Annabelle has been enjoying dressing up in costumes lately.  Her brother Alexander has, also.  He’s into Super Heroes; I made him a Batman cape last fall out of the skirt to a black cotton knit dress I had in my closet and hadn’t worn for years.  Anna wanted a “Princess Dress”.   I looked around in my stash of fabric leftovers for suitable fabric to use.  I came up with enough of a large floral chintz, leftover from a window treatment for my mom’s apartment, pinkish plumflowers on a cream background.  I had nothing for the bodice so a trip to the fabric store was in order for more fabric and a pattern.  I bought plum polished cotton for the bodice and a yard of plum sheer fabric for an overskirt which I will bustle up on the sides like dresses in the Cinderella movie.  It should be cute, and striking with the dark bodice and bold floral skirt.  Best of all, it cost very little.  I cut it out yesterday and read the pattern so I’m ready to start sewing.  I must reintroduce myself to my Bernini.  I have neglected it in favor of knitting the past 2 years or so.  I tend to jump around in my avocations. (More on that later, I’m sure.) I should be able to get a lot done on it this afternoon.
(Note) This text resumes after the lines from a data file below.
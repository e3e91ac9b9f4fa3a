//! Two-step transform chaining.
//!
//! Per marker: publish the camera-relative intermediate frame, ask the
//! store for its base-relative pose, and republish that pose under the
//! final marker frame with the corrected orientation.

use std::time::SystemTime;

use log::{debug, warn};
use marker_tf_core::{FrameNaming, RigidTransform};
use nalgebra::{UnitQuaternion, Vector3};
use serde::{Deserialize, Serialize};

use crate::store::{TransformError, TransformStore};

/// Frame names the chainer publishes against.
#[derive(Clone, Debug, PartialEq, Eq, Serialize, Deserialize)]
pub struct ChainFrames {
    /// Parent frame of the raw camera-relative marker transforms.
    #[serde(default = "default_camera_frame")]
    pub camera_frame: String,
    /// Robot base frame the final marker transforms hang off.
    #[serde(default = "default_base_frame")]
    pub base_frame: String,
    #[serde(default = "default_naming")]
    pub naming: FrameNaming,
}

fn default_camera_frame() -> String {
    "camera_link".to_owned()
}

fn default_base_frame() -> String {
    "base_link".to_owned()
}

fn default_naming() -> FrameNaming {
    FrameNaming::new("2029")
}

impl Default for ChainFrames {
    fn default() -> Self {
        Self {
            camera_frame: default_camera_frame(),
            base_frame: default_base_frame(),
            naming: default_naming(),
        }
    }
}

/// Publishes the two per-marker transforms through a [`TransformStore`].
pub struct TransformChainer {
    frames: ChainFrames,
}

impl TransformChainer {
    pub fn new(frames: ChainFrames) -> Self {
        Self { frames }
    }

    #[inline]
    pub fn frames(&self) -> &ChainFrames {
        &self.frames
    }

    /// Chain one marker through the store.
    ///
    /// Publishes the camera-relative transform unconditionally, then asks
    /// the store for the base-relative pose of the intermediate frame. On
    /// lookup failure the marker is abandoned for this tick (the error is
    /// returned after a per-marker log line; later markers are unaffected,
    /// and the periodic driver retries on the next tick). On success the
    /// final transform carries the store's translation as-is and the
    /// corrected rotation.
    pub fn chain<S: TransformStore>(
        &self,
        store: &mut S,
        marker_id: u32,
        position: Vector3<f64>,
        rotation: UnitQuaternion<f64>,
        stamp: SystemTime,
    ) -> Result<(), TransformError> {
        let cam_child = self.frames.naming.cam_frame(marker_id);
        store.publish(RigidTransform::from_translation(
            self.frames.camera_frame.clone(),
            cam_child.clone(),
            stamp,
            position,
        ));

        let resolved = match store.lookup(&self.frames.base_frame, &cam_child) {
            Ok(transform) => transform,
            Err(err) => {
                warn!(
                    "marker {marker_id}: could not resolve {} -> {cam_child}: {err}",
                    self.frames.base_frame
                );
                return Err(err);
            }
        };
        debug!("marker {marker_id}: base-relative pose resolved");

        store.publish(RigidTransform::new(
            self.frames.base_frame.clone(),
            self.frames.naming.base_frame(marker_id),
            stamp,
            resolved.translation,
            rotation,
        ));
        Ok(())
    }
}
Before anything, however, I will get the recipe started.

Crock-pot Beef Stew (Not a good title for it – sounds too ordinary)

1/2 c. chopped onion

1 green pepper, seeded and chopped

2 medium carrots, peeled and chopped

1 lb. beef stew meat in 1″ cubes

1/2 t. pepper

24 oz. tomato-based sauce (spaghetti sauce, enchilada sauce, plain tomato sauce, whatever you have on hand)*

——————

  1. Use a 4-6 qt. crock-pot. 
  2. Layer ingredients.
  3. Cover and cook, low, 8 hours.
  4. Serve with pasta, noodles, rice, sliced polenta, rice, etc.

*I have played around with the types of sauce added and with the kinds and amounts of vegetables.  I have added chopped  celery, lots more onions, garlic, canned diced tomatoes instead of tomato sauce, beef gravy instead of tomato sauce (altho’ I use a tablespoon of tomato paste with the beef gravy).  One of my favorite combinations is with enchilada sauce, more onions, about half of the green pepper, and serve it with yellow or Spanish rice.

Try it if you have a crock-pot but make it your own recipe by adapting it to fit your likes.

I don’t have a source noted for this recipe, sorry.